7879fordplower;724720 said:


> Here guys, try to beat this one.1979 F-250 with a 400 and 4-speed and a 9 foot western convectional. The rear cab mounts are broken so the cab floor is sitting on the frame rails, the floor has be fixed with a old car hood and the bottom of the doors are so rusted apart you can reach up inside them. But she starts every time no matter how cold and will out push my buddies 02 2500 hd chevy.

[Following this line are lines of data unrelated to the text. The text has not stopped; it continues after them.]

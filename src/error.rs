use std::io;
use std::path::PathBuf;
use std::time::Duration;
use thiserror::Error;

/// Custom error type for the FontPack application
#[derive(Debug, Error)]
pub enum Error {
    /// IO operations errors
    #[error("IO error: {0}")]
    Io(#[from] io::Error),
    /// Font parsing or processing errors
    #[error("Font error: {0}")]
    Font(String),
    /// Invalid file or directory path
    #[error("Invalid path: {}", .0.display())]
    InvalidPath(PathBuf),
    /// Configuration errors
    #[error("Configuration error: {0}")]
    Config(String),
    /// A required external tool is not on PATH
    #[error("Missing dependency: '{0}' was not found on PATH")]
    MissingTool(String),
    /// Input directory holds no .ttf/.otf files
    #[error("No font files (.ttf, .otf) found in {}", .0.display())]
    NoFonts(PathBuf),
    /// Output directory exists and overwrite was not requested
    #[error("Output directory {} already exists (use --force to overwrite)", .0.display())]
    OutputExists(PathBuf),
    /// External tool ran but did not succeed
    #[error("{tool} failed: {message}")]
    Tool { tool: String, message: String },
    /// External tool exceeded its time limit
    #[error("{tool} timed out after {}s", .limit.as_secs())]
    Timeout { tool: String, limit: Duration },
    /// Font metadata extraction errors
    #[error("Metadata extraction error: {0}")]
    Metadata(String),
}

/// Result type alias for FontPack operations
pub type Result<T> = std::result::Result<T, Error>;
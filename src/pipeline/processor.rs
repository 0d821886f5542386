use std::path::Path;
use tracing::{error, warn};
use crate::font::{
    BuiltinDumper, Converter, FontConverter, MetadataDumper, NameTableExtractor, StructuredQuery,
    TtxDumper, Woff2Compress, XmlNameQuery,
};
use crate::models::{Config, FontFailure, ProcessingResult};
use crate::output::{Digester, IntegrityComputer, Sha256Digester};
use crate::utils::copy_into;

/// The capabilities a batch runs on
pub struct Toolchain {
    pub extractor: NameTableExtractor,
    pub converter: FontConverter,
    pub integrity: IntegrityComputer,
    /// External programs that must be on PATH before processing starts
    pub required_tools: Vec<&'static str>,
}

impl Toolchain {
    pub fn new(
        dumper: Box<dyn MetadataDumper>,
        query: Box<dyn StructuredQuery>,
        converter: Box<dyn Converter>,
        digester: Box<dyn Digester>,
    ) -> Self {
        Self {
            extractor: NameTableExtractor::new(dumper, query),
            converter: FontConverter::new(converter),
            integrity: IntegrityComputer::new(digester),
            required_tools: Vec::new(),
        }
    }

    /// Real tools, chosen by configuration
    pub fn system(config: &Config) -> Self {
        let dumper: Box<dyn MetadataDumper> = if config.builtin_dump {
            Box::new(BuiltinDumper)
        } else {
            Box::new(TtxDumper::new(config.tool_timeout))
        };
        let mut toolchain = Self::new(
            dumper,
            Box::new(XmlNameQuery),
            Box::new(Woff2Compress::new(config.tool_timeout)),
            Box::new(Sha256Digester),
        );
        toolchain.required_tools = config.required_tools();
        toolchain
    }
}

/// Run one font through extraction, copy, checksum and conversion.
///
/// The font is converted to `woff2_target` when one is given. Never fails:
/// problems end up in the returned result.
pub fn process_font(
    toolchain: &Toolchain,
    config: &Config,
    font: &Path,
    woff2_target: Option<&Path>,
) -> ProcessingResult {
    let mut result = ProcessingResult::new(font.to_path_buf());
    let name = result.file_name();

    let metadata = match toolchain.extractor.extract(font) {
        Ok(metadata) => metadata,
        Err(e) => {
            error!("Failed to extract metadata from {}: {}", name, e);
            return result.fail(FontFailure::Metadata(e.to_string()));
        }
    };

    let copied = match copy_into(font, &config.output_dir) {
        Ok(path) => path,
        Err(e) => {
            error!("Failed to copy {} to {}: {}", name, config.output_dir.display(), e);
            return result.fail(FontFailure::Copy(e.to_string()));
        }
    };

    let checksum = match toolchain.integrity.hash_hex(&copied) {
        Ok(hex) => hex,
        Err(e) => {
            error!("Failed to checksum {}: {}", name, e);
            return result.fail(FontFailure::Checksum(e.to_string()));
        }
    };

    if let Some(target) = woff2_target {
        let conversion = toolchain.converter.convert_to(font, target);
        if let Some(converted) = conversion.converted_path {
            match toolchain.integrity.hash_base64(&converted) {
                Ok(hash) => {
                    result.converted_path = Some(converted);
                    result.converted_hash_b64 = Some(hash);
                }
                Err(e) => warn!("Could not hash {}, leaving it out: {}", converted.display(), e),
            }
        }
    }

    result.metadata = Some(metadata);
    result.output_path = Some(copied);
    result.checksum_hex = Some(checksum);
    result.succeeded = true;
    result
}
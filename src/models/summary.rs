use std::path::PathBuf;

/// Running totals for a packaging run
#[derive(Debug, Clone, Default, PartialEq, Eq)]
pub struct BatchSummary {
    pub processed_count: usize,
    pub failed_count: usize,
    /// Processed fonts that also got a WOFF2 file
    pub converted_count: usize,
    pub output_directory: PathBuf,
    /// Artifact categories, in the order they were produced
    pub generated_files: Vec<String>,
}

impl BatchSummary {
    pub fn new(output_directory: PathBuf) -> Self {
        Self {
            output_directory,
            ..Self::default()
        }
    }

    pub fn record_processed(&mut self) {
        self.processed_count += 1;
    }

    pub fn record_failed(&mut self) {
        self.failed_count += 1;
    }

    pub fn record_converted(&mut self) {
        self.converted_count += 1;
    }

    /// Note an artifact category once
    pub fn record_artifact(&mut self, category: impl Into<String>) {
        let category = category.into();
        if !self.generated_files.contains(&category) {
            self.generated_files.push(category);
        }
    }

    pub fn total(&self) -> usize {
        self.processed_count + self.failed_count
    }
}
use std::fs;
use std::path::{Path, PathBuf};
use tracing::{debug, warn};
use crate::error::{Error, Result};
use crate::utils::naming::is_font_extension;

/// Extensions picked up from the input directory, in listing order
pub const FONT_EXTENSIONS: [&str; 2] = ["ttf", "otf"];

/// Create a directory if it doesn't exist
pub fn ensure_directory_exists(dir: &Path) -> Result<()> {
    if !dir.exists() {
        debug!("Directory {} does not exist. Creating it now.", dir.display());
        fs::create_dir_all(dir)?;
    }
    Ok(())
}

/// Replace `dir` with a fresh, empty directory.
///
/// An existing directory is left untouched unless `force` is set.
pub fn prepare_output_dir(dir: &Path, force: bool) -> Result<()> {
    if dir.exists() {
        if !force {
            return Err(Error::OutputExists(dir.to_path_buf()));
        }
        warn!("Removing existing output directory {}", dir.display());
        if dir.is_dir() {
            fs::remove_dir_all(dir)?;
        } else {
            fs::remove_file(dir)?;
        }
    }
    ensure_directory_exists(dir)
}

/// Safely move a file with fallback to copy+delete if rename fails
pub fn safe_move_file(src: &Path, dest: &Path) -> Result<()> {
    match fs::rename(src, dest) {
        Ok(_) => Ok(()),
        Err(e) => {
            // Temp directories often live on another filesystem
            debug!("Rename failed for {}, trying copy+delete: {}", src.display(), e);

            fs::copy(src, dest)?;

            if let Err(e) = fs::remove_file(src) {
                warn!("Could not delete source file {} after copying: {}", src.display(), e);
            }
            Ok(())
        }
    }
}

/// Copy `src` into `dir` under its own file name
pub fn copy_into(src: &Path, dir: &Path) -> Result<PathBuf> {
    let file_name = src
        .file_name()
        .ok_or_else(|| Error::InvalidPath(src.to_path_buf()))?;
    let dest = dir.join(file_name);
    fs::copy(src, &dest)?;
    Ok(dest)
}

/// List the font files directly inside `dir`.
///
/// All .ttf files come before all .otf files; each group is ordered by file name.
pub fn find_font_files(dir: &Path) -> Result<Vec<PathBuf>> {
    let mut entries = Vec::new();
    for entry in fs::read_dir(dir)? {
        let path = entry?.path();
        if path.is_file() {
            entries.push(path);
        }
    }
    entries.sort();

    let mut fonts = Vec::new();
    for extension in FONT_EXTENSIONS {
        fonts.extend(
            entries
                .iter()
                .filter(|path| is_font_extension(path, extension))
                .cloned(),
        );
    }
    Ok(fonts)
}
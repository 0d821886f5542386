use std::path::Path;
use tracing::debug;
use crate::error::Result;
use crate::models::{FontMetadata, UNKNOWN};
use crate::utils::{font_base_name, normalize_field};
use super::name_table::{
    MetadataDumper, NameDocument, StructuredQuery, NAME_COPYRIGHT, NAME_DESIGNER, NAME_FAMILY,
    NAME_FULL_NAME, NAME_LICENSE, NAME_LICENSE_URL, NAME_POSTSCRIPT, NAME_SUBFAMILY, NAME_VERSION,
};

/// Reads a font's name table into [`FontMetadata`]
pub struct NameTableExtractor {
    dumper: Box<dyn MetadataDumper>,
    query: Box<dyn StructuredQuery>,
}

impl NameTableExtractor {
    pub fn new(dumper: Box<dyn MetadataDumper>, query: Box<dyn StructuredQuery>) -> Self {
        Self { dumper, query }
    }

    /// Extract metadata from a font file.
    ///
    /// Only a failed dump is an error. Each missing or unreadable record
    /// falls back to "Unknown" on its own.
    pub fn extract(&self, path: &Path) -> Result<FontMetadata> {
        debug!("Extracting metadata from: {}", path.display());

        let document = self.dumper.dump(path)?;
        let field = |name_id| self.read_field(&document, name_id);

        let mut metadata = FontMetadata {
            family_name: field(NAME_FAMILY),
            subfamily: field(NAME_SUBFAMILY),
            full_name: field(NAME_FULL_NAME),
            version: field(NAME_VERSION),
            postscript_name: field(NAME_POSTSCRIPT),
            designer: field(NAME_DESIGNER),
            license_text: field(NAME_LICENSE),
            license_url: field(NAME_LICENSE_URL),
            copyright: field(NAME_COPYRIGHT),
        };
        metadata.family_name = resolve_family_name(&metadata.family_name, &metadata.full_name, path);

        debug!(
            "Metadata extracted - Family: {}, Subfamily: {}, Version: {}, PostScript: {}",
            metadata.family_name, metadata.subfamily, metadata.version, metadata.postscript_name
        );
        Ok(metadata)
    }

    fn read_field(&self, document: &NameDocument, name_id: u16) -> String {
        match self.query.query(document, name_id) {
            Ok(Some(value)) => {
                let value = normalize_field(&value);
                if value.is_empty() {
                    UNKNOWN.to_string()
                } else {
                    value
                }
            }
            Ok(None) => UNKNOWN.to_string(),
            Err(e) => {
                debug!("Name ID {} unreadable, using {}: {}", name_id, UNKNOWN, e);
                UNKNOWN.to_string()
            }
        }
    }
}

fn is_missing(value: &str) -> bool {
    value.is_empty() || value == UNKNOWN
}

/// Family name, falling back to the full name and then the file's base name
pub fn resolve_family_name(family: &str, full_name: &str, path: &Path) -> String {
    let family = normalize_field(family);
    if !is_missing(&family) {
        return family;
    }
    let full_name = normalize_field(full_name);
    if !is_missing(&full_name) {
        return full_name;
    }
    normalize_field(&font_base_name(path))
}

#[cfg(test)]
mod tests {
    use super::*;
    use crate::error::Error;
    use std::collections::HashMap;

    struct StaticDump(Option<&'static str>);

    impl MetadataDumper for StaticDump {
        fn dump(&self, font: &Path) -> Result<NameDocument> {
            self.0
                .map(NameDocument::new)
                .ok_or_else(|| Error::Font(format!("cannot read {}", font.display())))
        }
    }

    /// Answers from a fixed table; IDs listed in `broken` error out
    struct TableQuery {
        values: HashMap<u16, &'static str>,
        broken: Vec<u16>,
    }

    impl StructuredQuery for TableQuery {
        fn query(&self, _document: &NameDocument, name_id: u16) -> Result<Option<String>> {
            if self.broken.contains(&name_id) {
                return Err(Error::Metadata("query failed".to_string()));
            }
            Ok(self.values.get(&name_id).map(|v| v.to_string()))
        }
    }

    fn extractor(values: &[(u16, &'static str)], broken: &[u16]) -> NameTableExtractor {
        NameTableExtractor::new(
            Box::new(StaticDump(Some("<ttFont/>"))),
            Box::new(TableQuery {
                values: values.iter().copied().collect(),
                broken: broken.to_vec(),
            }),
        )
    }

    #[test]
    fn fields_are_normalized() {
        let metadata = extractor(
            &[
                (NAME_FAMILY, "\n   Alpha  \n"),
                (NAME_SUBFAMILY, "Bold\tItalic"),
                (NAME_COPYRIGHT, "(c) 2024"),
            ],
            &[],
        )
        .extract(Path::new("A.ttf"))
        .unwrap();

        assert_eq!(metadata.family_name, "Alpha");
        assert_eq!(metadata.subfamily, "BoldItalic");
        assert_eq!(metadata.copyright, "(c) 2024");
        assert_eq!(metadata.designer, UNKNOWN);
    }

    #[test]
    fn failing_queries_do_not_abort() {
        let metadata = extractor(
            &[(NAME_FAMILY, "Alpha"), (NAME_VERSION, "Version 1.000")],
            &[NAME_VERSION, NAME_LICENSE],
        )
        .extract(Path::new("A.ttf"))
        .unwrap();

        assert_eq!(metadata.family_name, "Alpha");
        assert_eq!(metadata.version, UNKNOWN);
        assert_eq!(metadata.license_text, UNKNOWN);
    }

    #[test]
    fn family_falls_back_to_full_name_then_file() {
        let metadata = extractor(&[(NAME_FULL_NAME, "Alpha Bold")], &[NAME_FAMILY])
            .extract(Path::new("A.ttf"))
            .unwrap();
        assert_eq!(metadata.family_name, "Alpha Bold");

        let metadata = extractor(&[(NAME_FAMILY, "  "), (NAME_FULL_NAME, UNKNOWN)], &[])
            .extract(Path::new("fonts/MyFont.ttf"))
            .unwrap();
        assert_eq!(metadata.family_name, "MyFont");
    }

    #[test]
    fn fallback_chain_is_total() {
        assert_eq!(resolve_family_name(UNKNOWN, UNKNOWN, Path::new("MyFont.ttf")), "MyFont");
        assert_eq!(resolve_family_name("", "", Path::new("dir/Other.otf")), "Other");
        assert_eq!(resolve_family_name("Alpha", "Beta", Path::new("x.ttf")), "Alpha");
    }

    #[test]
    fn failed_dump_fails_extraction() {
        let extractor = NameTableExtractor::new(
            Box::new(StaticDump(None)),
            Box::new(TableQuery {
                values: HashMap::new(),
                broken: Vec::new(),
            }),
        );
        assert!(extractor.extract(Path::new("B.otf")).is_err());
    }
}
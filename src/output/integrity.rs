use std::fs::File;
use std::io::Read;
use std::path::Path;
use base64::engine::general_purpose::STANDARD;
use base64::Engine as _;
use sha2::{Digest, Sha256};
use tracing::debug;
use crate::error::Result;

/// Computes a binary digest over a file's contents
pub trait Digester: Send + Sync {
    /// Algorithm label as used in CSP/SRI values, e.g. "sha256"
    fn algorithm(&self) -> &'static str;
    fn digest(&self, path: &Path) -> Result<Vec<u8>>;
}

/// SHA-256, read in 1MB chunks
#[derive(Debug, Clone, Copy, Default)]
pub struct Sha256Digester;

impl Digester for Sha256Digester {
    fn algorithm(&self) -> &'static str {
        "sha256"
    }

    fn digest(&self, path: &Path) -> Result<Vec<u8>> {
        let mut file = File::open(path)?;
        let mut hasher = Sha256::new();
        let mut buffer = vec![0u8; 1024 * 1024];

        loop {
            let bytes_read = file.read(&mut buffer)?;
            if bytes_read == 0 {
                break;
            }
            hasher.update(&buffer[..bytes_read]);
        }
        Ok(hasher.finalize().to_vec())
    }
}

/// Hex and base64 renderings of a file digest.
///
/// Nothing is cached: every call re-reads the file, so a document that is
/// still being written hashes to its current contents.
pub struct IntegrityComputer {
    digester: Box<dyn Digester>,
}

impl IntegrityComputer {
    pub fn new(digester: Box<dyn Digester>) -> Self {
        Self { digester }
    }

    pub fn algorithm(&self) -> &'static str {
        self.digester.algorithm()
    }

    /// Lowercase hex digest, used as the manifest checksum
    pub fn hash_hex(&self, path: &Path) -> Result<String> {
        let digest = self.digester.digest(path)?;
        let hex: String = digest.iter().map(|b| format!("{:02x}", b)).collect();
        debug!("{} {} = {}", self.algorithm(), path.display(), hex);
        Ok(hex)
    }

    /// Standard base64 digest, used for CSP and `integrity` attributes
    pub fn hash_base64(&self, path: &Path) -> Result<String> {
        Ok(STANDARD.encode(self.digester.digest(path)?))
    }

    /// `<algorithm>-<base64>` source expression
    pub fn csp_source(&self, hash_b64: &str) -> String {
        format!("{}-{}", self.algorithm(), hash_b64)
    }
}

#[cfg(test)]
mod tests {
    use super::*;
    use std::fs;
    use tempfile::TempDir;

    #[test]
    fn known_digests() {
        let dir = TempDir::new().unwrap();
        let path = dir.path().join("abc.txt");
        fs::write(&path, b"abc").unwrap();

        let integrity = IntegrityComputer::new(Box::new(Sha256Digester));
        assert_eq!(
            integrity.hash_hex(&path).unwrap(),
            "ba7816bf8f01cfea414140de5dae2223b00361a396177a9cb410ff61f20015ad"
        );
        let b64 = integrity.hash_base64(&path).unwrap();
        assert_eq!(b64, "ungWv48Bz+pBQUDeXa4iI7ADYaOWF3qctBD/YfIAFa0=");
        assert_eq!(integrity.csp_source(&b64), format!("sha256-{}", b64));
    }

    #[test]
    fn growing_file_is_rehashed() {
        let dir = TempDir::new().unwrap();
        let path = dir.path().join("fonts.css");
        fs::write(&path, b"a").unwrap();

        let integrity = IntegrityComputer::new(Box::new(Sha256Digester));
        let before = integrity.hash_hex(&path).unwrap();
        fs::write(&path, b"ab").unwrap();
        assert_ne!(before, integrity.hash_hex(&path).unwrap());
    }

    #[test]
    fn missing_file_is_an_error() {
        let integrity = IntegrityComputer::new(Box::new(Sha256Digester));
        assert!(integrity.hash_hex(Path::new("/nonexistent/fonts.css")).is_err());
    }
}
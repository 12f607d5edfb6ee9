use crate::observations::ObservationSeries;
use crate::solve::Trajectory;
use crate::Real;
use serde::Serialize;

/// A named series of values over the shared day index, ready for plotting.
#[derive(Debug, Clone, PartialEq, Serialize)]
pub struct Series {
    pub name: String,
    pub values: Vec<Real>,
}

impl Series {
    fn new(name: &str, values: Vec<Real>) -> Self {
        Series {
            name: name.to_string(),
            values,
        }
    }
}

/// Value object handed to the chart renderer: the three simulated
/// compartments plus the observed active series, aligned one-to-one on the
/// index 0..nb_steps-1. No resampling is performed; the observation series
/// has exactly one point per simulated day by construction.
#[derive(Debug, Clone, PartialEq, Serialize)]
pub struct ModelChart {
    pub country: String,
    pub susceptible: Series,
    pub infected: Series,
    pub recovered: Series,
    pub observed_active: Series,
}

impl ModelChart {
    pub fn new(trajectory: &Trajectory, series: &ObservationSeries) -> Self {
        ModelChart {
            country: series.country().clone(),
            susceptible: Series::new("Susceptible", trajectory.susceptible()),
            infected: Series::new("Infected", trajectory.infected()),
            recovered: Series::new("Recovered", trajectory.recovered()),
            observed_active: Series::new("True Active", series.active()),
        }
    }

    /// Number of samples on the shared index.
    pub fn nb_steps(&self) -> usize {
        self.susceptible.values.len()
    }

    /// Render the chart as CSV, one row per day.
    pub fn render_csv(&self, sep: char) -> String {
        let mut data = format!(
            "t{sep}susceptible{sep}infected{sep}recovered{sep}true_active",
            sep = sep
        );
        for t in 0..self.nb_steps() {
            data.push('\n');
            data.push_str(&format!(
                "{}{}{}{}{}{}{}{}{}",
                t,
                sep,
                self.susceptible.values[t],
                sep,
                self.infected.values[t],
                sep,
                self.recovered.values[t],
                sep,
                self.observed_active.values[t]
            ));
        }
        data
    }
}

#[cfg(test)]
mod tests {
    use super::*;
    use crate::data::{CaseData, CaseRow, PopulationTable};
    use crate::model::SirParams;
    use crate::solve;

    fn fixture() -> (Trajectory, ObservationSeries) {
        let row = |day: &str, active: Real| CaseRow {
            country: "Freedonia".to_string(),
            province: None,
            day: day.to_string(),
            confirmed: active,
            deaths: 0.0,
            recovered: 0.0,
            active,
        };
        let data = CaseData::new(vec![
            row("2020-03-01", 10.0),
            row("2020-03-02", 15.0),
            row("2020-03-03", 9.0),
            row("2020-03-04", 7.0),
        ]);
        let pops = PopulationTable::new(vec![("Freedonia".to_string(), 1000)]);
        let series = ObservationSeries::from_data(&data, &pops, "Freedonia").unwrap();
        let traj = solve::simulate(&series, &SirParams::default()).unwrap();
        (traj, series)
    }

    #[test]
    fn aligns_simulation_and_observation() {
        let (traj, series) = fixture();
        assert_eq!(traj.len(), 4);
        assert_eq!(traj.states()[0].s, 1000.0);
        assert_eq!(traj.states()[0].i, 1.0);
        assert_eq!(traj.states()[0].r, 0.0);

        let chart = ModelChart::new(&traj, &series);
        assert_eq!(chart.nb_steps(), 4);
        assert_eq!(chart.country, "Freedonia");
        assert_eq!(chart.observed_active.values, vec![10.0, 15.0, 9.0, 7.0]);
        assert_eq!(chart.susceptible.name, "Susceptible");
        assert_eq!(chart.infected.values.len(), 4);
        assert_eq!(chart.recovered.values.len(), 4);
    }

    #[test]
    fn csv_has_one_row_per_day() {
        let (traj, series) = fixture();
        let csv = ModelChart::new(&traj, &series).render_csv(',');
        let lines: Vec<&str> = csv.lines().collect();
        assert_eq!(lines.len(), 5);
        assert_eq!(lines[0], "t,susceptible,infected,recovered,true_active");
        assert!(lines[1].starts_with("0,1000,1,0,10"));
    }
}
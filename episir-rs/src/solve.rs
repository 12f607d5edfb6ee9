use crate::error::{Error, Result};
use crate::model::{SirParams, SirState};
use crate::observations::ObservationSeries;
use crate::Real;

/// RK4 sub-steps per one-day interval. The output contract only covers the
/// integer-time samples; the sub-step count is an internal accuracy knob.
const SUBSTEPS_PER_DAY: u32 = 24;

/// Time-sampled solution of the SIR system, one state per day at
/// t = 0, 1, …, nb_steps-1. Produced once per request and read-only.
#[derive(Debug, Clone, PartialEq)]
pub struct Trajectory {
    states: Vec<SirState>,
}

impl Trajectory {
    pub fn len(&self) -> usize {
        self.states.len()
    }

    pub fn is_empty(&self) -> bool {
        self.states.is_empty()
    }

    pub fn states(&self) -> &[SirState] {
        &self.states
    }

    /// Sample times 0.0, 1.0, …
    pub fn times(&self) -> Vec<Real> {
        (0..self.states.len()).map(|t| t as Real).collect()
    }

    pub fn susceptible(&self) -> Vec<Real> {
        self.states.iter().map(|y| y.s).collect()
    }

    pub fn infected(&self) -> Vec<Real> {
        self.states.iter().map(|y| y.i).collect()
    }

    pub fn recovered(&self) -> Vec<Real> {
        self.states.iter().map(|y| y.r).collect()
    }
}

/// One classical RK4 step of size `dt`. The system is autonomous, so the
/// stage evaluations need no explicit time argument.
fn rk4_step(y: SirState, dt: Real, params: &SirParams) -> SirState {
    let k1 = y.derivative(params);
    let k2 = (y + k1 * (0.5 * dt)).derivative(params);
    let k3 = (y + k2 * (0.5 * dt)).derivative(params);
    let k4 = (y + k3 * dt).derivative(params);
    y + (k1 + k2 * 2.0 + k3 * 2.0 + k4) * (dt / 6.0)
}

/// Solve the SIR system from `initial` over `nb_steps` daily samples.
///
/// The first sample is always the initial state itself, so `nb_steps = 1`
/// never touches the stepper. A non-finite state at any sampled day aborts
/// with [`Error::IntegrationFailure`]; the inputs are deterministic, so the
/// failure is not retried. The call is referentially transparent: no shared
/// state, identical inputs give identical trajectories.
pub fn integrate(params: &SirParams, initial: SirState, nb_steps: usize) -> Result<Trajectory> {
    debug_assert!(nb_steps >= 1, "caller must reject empty observation series");
    if !initial.is_finite() {
        return Err(Error::IntegrationFailure {
            t: 0.0,
            state: initial,
        });
    }

    let mut states = Vec::with_capacity(nb_steps);
    states.push(initial);

    let dt = 1.0 / SUBSTEPS_PER_DAY as Real;
    let mut y = initial;
    for day in 1..nb_steps {
        for _ in 0..SUBSTEPS_PER_DAY {
            y = rk4_step(y, dt, params);
        }
        if !y.is_finite() {
            return Err(Error::IntegrationFailure {
                t: day as Real,
                state: y,
            });
        }
        states.push(y);
    }
    Ok(Trajectory { states })
}

/// Run the standard simulation for an observation series: seed from the
/// country's population (S0 = population, I0 = 1, R0 = 0) and sample one
/// state per observed day.
pub fn simulate(series: &ObservationSeries, params: &SirParams) -> Result<Trajectory> {
    log::debug!(
        "integrating SIR for {} over {} days (beta={:e}, gamma={})",
        series.country(),
        series.nb_steps(),
        params.beta(),
        params.gamma()
    );
    integrate(
        params,
        SirState::seed(series.total_population()),
        series.nb_steps(),
    )
}

#[cfg(test)]
mod tests {
    use super::*;
    use assert_approx_eq::assert_approx_eq;

    #[test]
    fn conserves_total_and_orders_compartments() {
        let params = SirParams::default();
        let initial = SirState::seed(51_000_000);
        let traj = integrate(&params, initial, 60).unwrap();
        assert_eq!(traj.len(), 60);

        let total = initial.total();
        for pair in traj.states().windows(2) {
            // S never increases, R never decreases.
            assert!(pair[1].s <= pair[0].s);
            assert!(pair[1].r >= pair[0].r);
        }
        for y in traj.states() {
            assert_approx_eq!(y.total(), total, total * 1e-9);
            assert!(y.i >= 0.0);
        }
    }

    #[test]
    fn zero_gamma_never_recovers() {
        let params = SirParams::new(1e-6, 0.0);
        let traj = integrate(&params, SirState::seed(100_000), 30).unwrap();
        for y in traj.states() {
            assert_eq!(y.r, 0.0);
        }
    }

    #[test]
    fn zero_beta_decays_exponentially() {
        // With beta = 0 the infected compartment has the closed form
        // I(t) = I0 * exp(-gamma * t) and S stays put.
        let gamma = 0.05;
        let params = SirParams::new(0.0, gamma);
        let initial = SirState::seed(1000);
        let traj = integrate(&params, initial, 20).unwrap();
        for (t, y) in traj.states().iter().enumerate() {
            assert_eq!(y.s, initial.s);
            assert_approx_eq!(y.i, (-gamma * t as Real).exp(), 1e-9);
        }
    }

    #[test]
    fn single_step_returns_initial_state() {
        let traj = integrate(&SirParams::default(), SirState::seed(1000), 1).unwrap();
        assert_eq!(traj.len(), 1);
        assert_eq!(traj.states()[0], SirState::seed(1000));
    }

    #[test]
    fn numeric_blowup_is_reported() {
        // Absurd transmission coefficient overflows S*I within a day.
        let params = SirParams::new(1e305, 0.0);
        let initial = SirState::new(1e10, 1e10, 0.0);
        let err = integrate(&params, initial, 5).unwrap_err();
        assert!(matches!(err, Error::IntegrationFailure { .. }));
    }

    #[test]
    fn non_finite_initial_state_is_rejected() {
        let initial = SirState::new(Real::NAN, 1.0, 0.0);
        let err = integrate(&SirParams::default(), initial, 3).unwrap_err();
        assert!(matches!(err, Error::IntegrationFailure { t, .. } if t == 0.0));
    }

    #[test]
    fn identical_inputs_give_identical_trajectories() {
        let params = SirParams::new(2e-7, 0.1);
        let a = integrate(&params, SirState::seed(1_000_000), 40).unwrap();
        let b = integrate(&params, SirState::seed(1_000_000), 40).unwrap();
        assert_eq!(a, b);
    }
}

i'm a gm guy at heart but i love these old fords! everytime i see one i miss the wrecker i posted some pics of a ways up the page. someday i hope to have another one in the family. love the light set up on yours buddy, ussmileyflag


----------



## 7879fordplower (Sep 16, 2008)

*some more pics*

more pics of 79 ford


----------



## 7879fordplower (Sep 16, 2008)

SKYNYRD;724783 said:


> i'm a gm guy at heart but i love these old fords! everytime i see one i miss the wrecker i posted some pics of a ways up the page. someday i hope to have another one in the family. love the light set up on yours buddy, ussmileyflag


thanks, it was a $20 specal at a swap meet a taget tech if i can remember right and echo hide-a-way strobe kit.


----------



## affekonig (Aug 5, 2008)

7879fordplower;724720 said:


> Here guys, try to beat this one.1979 F-250 with a 400 and 4-speed and a 9 foot western convectional. The rear cab mounts are broken so the cab floor is sitting on the frame rails, the floor has be fixed with a old car hood and the bottom of the doors are so rusted apart you can reach up inside them. But she starts every time no matter how cold and will out push my buddies 02 2500 hd chevy.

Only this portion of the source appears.